Your task:
Look through the data for the string "bool". Copy every line where it is found.

^^^^^^^^^^^^^^^^

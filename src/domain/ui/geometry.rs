// SPDX-License-Identifier: MPL-2.0
//! Viewer geometry: rendered sizes, pan offsets and the bounds that keep a
//! zoomed image covering the viewport.
//!
//! All values are logical pixels. The pan offset is the displacement of the
//! image centre from the viewport centre.

use super::newtypes::{ViewportFill, ZoomFactor};

/// A width/height pair.
#[derive(Debug, Clone, Copy, PartialEq, Default)]
pub struct Dimensions {
    pub width: f32,
    pub height: f32,
}

impl Dimensions {
    #[must_use]
    pub const fn new(width: f32, height: f32) -> Self {
        Self { width, height }
    }

    /// Returns whether either side is zero or negative.
    #[must_use]
    pub fn is_empty(self) -> bool {
        self.width <= 0.0 || self.height <= 0.0
    }

    /// Multiplies both sides by `factor`.
    #[must_use]
    pub fn scaled(self, factor: f32) -> Self {
        Self::new(self.width * factor, self.height * factor)
    }
}

/// Displacement of the image centre from the viewport centre.
#[derive(Debug, Clone, Copy, PartialEq, Default)]
pub struct PanOffset {
    pub x: f32,
    pub y: f32,
}

impl PanOffset {
    pub const ZERO: Self = Self { x: 0.0, y: 0.0 };

    #[must_use]
    pub const fn new(x: f32, y: f32) -> Self {
        Self { x, y }
    }

    /// Returns whether the offset is exactly centred.
    #[must_use]
    pub fn is_zero(self) -> bool {
        self == Self::ZERO
    }
}

// =============================================================================
// DragBounds
// =============================================================================

/// Rectangle of permissible pan offsets.
///
/// `left <= 0 <= right` and `top <= 0 <= bottom` always hold; an axis on which
/// the zoomed image fits inside the viewport collapses to `0..=0`.
#[derive(Debug, Clone, Copy, PartialEq, Default)]
pub struct DragBounds {
    pub top: f32,
    pub right: f32,
    pub bottom: f32,
    pub left: f32,
}

impl DragBounds {
    /// Bounds that only allow the centred position.
    pub const ZERO: Self = Self {
        top: 0.0,
        right: 0.0,
        bottom: 0.0,
        left: 0.0,
    };

    /// Computes the bounds for an image of `rendered` size magnified by
    /// `factor` inside `viewport`.
    #[must_use]
    pub fn compute(rendered: Dimensions, viewport: Dimensions, factor: ZoomFactor) -> Self {
        let zoomed = rendered.scaled(factor.value());
        let x = half_overflow(zoomed.width, viewport.width);
        let y = half_overflow(zoomed.height, viewport.height);

        Self {
            top: -y,
            right: x,
            bottom: y,
            left: -x,
        }
    }

    /// Clamps an offset into the bounds.
    #[must_use]
    pub fn clamp(&self, offset: PanOffset) -> PanOffset {
        PanOffset {
            x: clamp_axis(offset.x, self.left, self.right),
            y: clamp_axis(offset.y, self.top, self.bottom),
        }
    }

    /// Returns whether `offset` lies within the bounds (edges included).
    #[must_use]
    pub fn contains(&self, offset: PanOffset) -> bool {
        (self.left..=self.right).contains(&offset.x) && (self.top..=self.bottom).contains(&offset.y)
    }

    /// Maximum horizontal travel from the centre.
    #[must_use]
    pub fn half_width(&self) -> f32 {
        self.right
    }

    /// Maximum vertical travel from the centre.
    #[must_use]
    pub fn half_height(&self) -> f32 {
        self.bottom
    }
}

fn half_overflow(content: f32, viewport: f32) -> f32 {
    let overflow = (content - viewport) / 2.0;
    if overflow.is_finite() {
        overflow.max(0.0)
    } else {
        0.0
    }
}

fn clamp_axis(value: f32, min: f32, max: f32) -> f32 {
    if value.is_nan() {
        return 0.0;
    }
    value.clamp(min, max)
}

// =============================================================================
// Fitting
// =============================================================================

/// Scales `natural` to the largest size that fits inside `area` while
/// preserving its aspect ratio.
#[must_use]
pub fn fit_within(natural: Dimensions, area: Dimensions) -> Dimensions {
    if natural.is_empty() || area.is_empty() {
        return Dimensions::default();
    }
    let scale = (area.width / natural.width).min(area.height / natural.height);
    natural.scaled(scale)
}

/// Size at which an unzoomed image is displayed: fitted into the share of the
/// viewport given by `fill`.
#[must_use]
pub fn rendered_size(natural: Dimensions, viewport: Dimensions, fill: ViewportFill) -> Dimensions {
    fit_within(natural, viewport.scaled(fill.value()))
}

// =============================================================================
// Hit testing
// =============================================================================

/// Axis-aligned rectangle in viewport coordinates.
#[derive(Debug, Clone, Copy, PartialEq, Default)]
pub struct Rect {
    pub x: f32,
    pub y: f32,
    pub width: f32,
    pub height: f32,
}

impl Rect {
    /// Returns whether the point lies inside the rectangle (edges included).
    #[must_use]
    pub fn contains(&self, px: f32, py: f32) -> bool {
        px >= self.x && px <= self.x + self.width && py >= self.y && py <= self.y + self.height
    }

    /// On-screen rectangle of the displayed image: `rendered` scaled by
    /// `scale`, centred in `viewport` and shifted by `pan`.
    #[must_use]
    pub fn image_in_viewport(
        viewport: Dimensions,
        rendered: Dimensions,
        scale: f32,
        pan: PanOffset,
    ) -> Self {
        let size = rendered.scaled(scale);
        Self {
            x: (viewport.width - size.width) / 2.0 + pan.x,
            y: (viewport.height - size.height) / 2.0 + pan.y,
            width: size.width,
            height: size.height,
        }
    }
}

#[cfg(test)]
mod tests {
    use super::*;
    use crate::test_utils::assert_abs_diff_eq;

    fn scenario_bounds() -> DragBounds {
        DragBounds::compute(
            Dimensions::new(2000.0, 1500.0),
            Dimensions::new(1000.0, 800.0),
            ZoomFactor::new(2.0),
        )
    }

    #[test]
    fn bounds_for_oversized_image() {
        let bounds = scenario_bounds();
        assert_abs_diff_eq!(bounds.right, 1500.0);
        assert_abs_diff_eq!(bounds.left, -1500.0);
        assert_abs_diff_eq!(bounds.bottom, 1100.0);
        assert_abs_diff_eq!(bounds.top, -1100.0);
    }

    #[test]
    fn clamp_limits_each_axis_independently() {
        let clamped = scenario_bounds().clamp(PanOffset::new(2000.0, 50.0));
        assert_abs_diff_eq!(clamped.x, 1500.0);
        assert_abs_diff_eq!(clamped.y, 50.0);

        let clamped = scenario_bounds().clamp(PanOffset::new(-9000.0, -9000.0));
        assert_abs_diff_eq!(clamped.x, -1500.0);
        assert_abs_diff_eq!(clamped.y, -1100.0);
    }

    #[test]
    fn axis_collapses_when_zoomed_image_fits() {
        let bounds = DragBounds::compute(
            Dimensions::new(300.0, 700.0),
            Dimensions::new(1000.0, 800.0),
            ZoomFactor::new(2.0),
        );
        assert_abs_diff_eq!(bounds.right, 0.0);
        assert_abs_diff_eq!(bounds.left, 0.0);
        assert_abs_diff_eq!(bounds.bottom, 300.0);

        let clamped = bounds.clamp(PanOffset::new(40.0, 10.0));
        assert_abs_diff_eq!(clamped.x, 0.0);
        assert_abs_diff_eq!(clamped.y, 10.0);
    }

    #[test]
    fn empty_viewport_or_image_never_yields_negative_bounds() {
        let bounds = DragBounds::compute(
            Dimensions::default(),
            Dimensions::new(1000.0, 800.0),
            ZoomFactor::default(),
        );
        assert_eq!(bounds, DragBounds::ZERO);
    }

    #[test]
    fn clamp_replaces_nan_with_centre() {
        let clamped = scenario_bounds().clamp(PanOffset::new(f32::NAN, 20.0));
        assert_abs_diff_eq!(clamped.x, 0.0);
        assert_abs_diff_eq!(clamped.y, 20.0);
    }

    #[test]
    fn contains_includes_edges() {
        let bounds = scenario_bounds();
        assert!(bounds.contains(PanOffset::new(1500.0, -1100.0)));
        assert!(!bounds.contains(PanOffset::new(1500.1, 0.0)));
    }

    #[test]
    fn fit_within_preserves_ratio() {
        let fitted = fit_within(Dimensions::new(4000.0, 2000.0), Dimensions::new(900.0, 720.0));
        assert_abs_diff_eq!(fitted.width, 900.0);
        assert_abs_diff_eq!(fitted.height, 450.0);

        let small = fit_within(Dimensions::new(100.0, 200.0), Dimensions::new(900.0, 720.0));
        assert_abs_diff_eq!(small.width, 360.0);
        assert_abs_diff_eq!(small.height, 720.0);
    }

    #[test]
    fn fit_within_empty_input_is_empty() {
        assert!(fit_within(Dimensions::default(), Dimensions::new(10.0, 10.0)).is_empty());
        assert!(fit_within(Dimensions::new(10.0, 10.0), Dimensions::default()).is_empty());
    }

    #[test]
    fn rendered_size_uses_viewport_fill() {
        let rendered = rendered_size(
            Dimensions::new(3000.0, 3000.0),
            Dimensions::new(1000.0, 800.0),
            ViewportFill::default(),
        );
        assert_abs_diff_eq!(rendered.width, 720.0, epsilon = 1e-3);
        assert_abs_diff_eq!(rendered.height, 720.0, epsilon = 1e-3);
    }

    #[test]
    fn image_rect_follows_pan_and_scale() {
        let viewport = Dimensions::new(1000.0, 800.0);
        let rendered = Dimensions::new(400.0, 300.0);

        let rect = Rect::image_in_viewport(viewport, rendered, 1.0, PanOffset::ZERO);
        assert!(rect.contains(500.0, 400.0));
        assert!(!rect.contains(250.0, 400.0));

        let zoomed = Rect::image_in_viewport(viewport, rendered, 2.0, PanOffset::new(100.0, 0.0));
        assert_abs_diff_eq!(zoomed.x, 200.0);
        assert_abs_diff_eq!(zoomed.width, 800.0);
        assert!(zoomed.contains(250.0, 400.0));
    }
}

^^^^^^^^^^^^^^^^

Answer to this problem:
    pub fn is_empty(self) -> bool {
    pub fn is_zero(self) -> bool {
    pub fn contains(&self, offset: PanOffset) -> bool {
    pub fn contains(&self, px: f32, py: f32) -> bool {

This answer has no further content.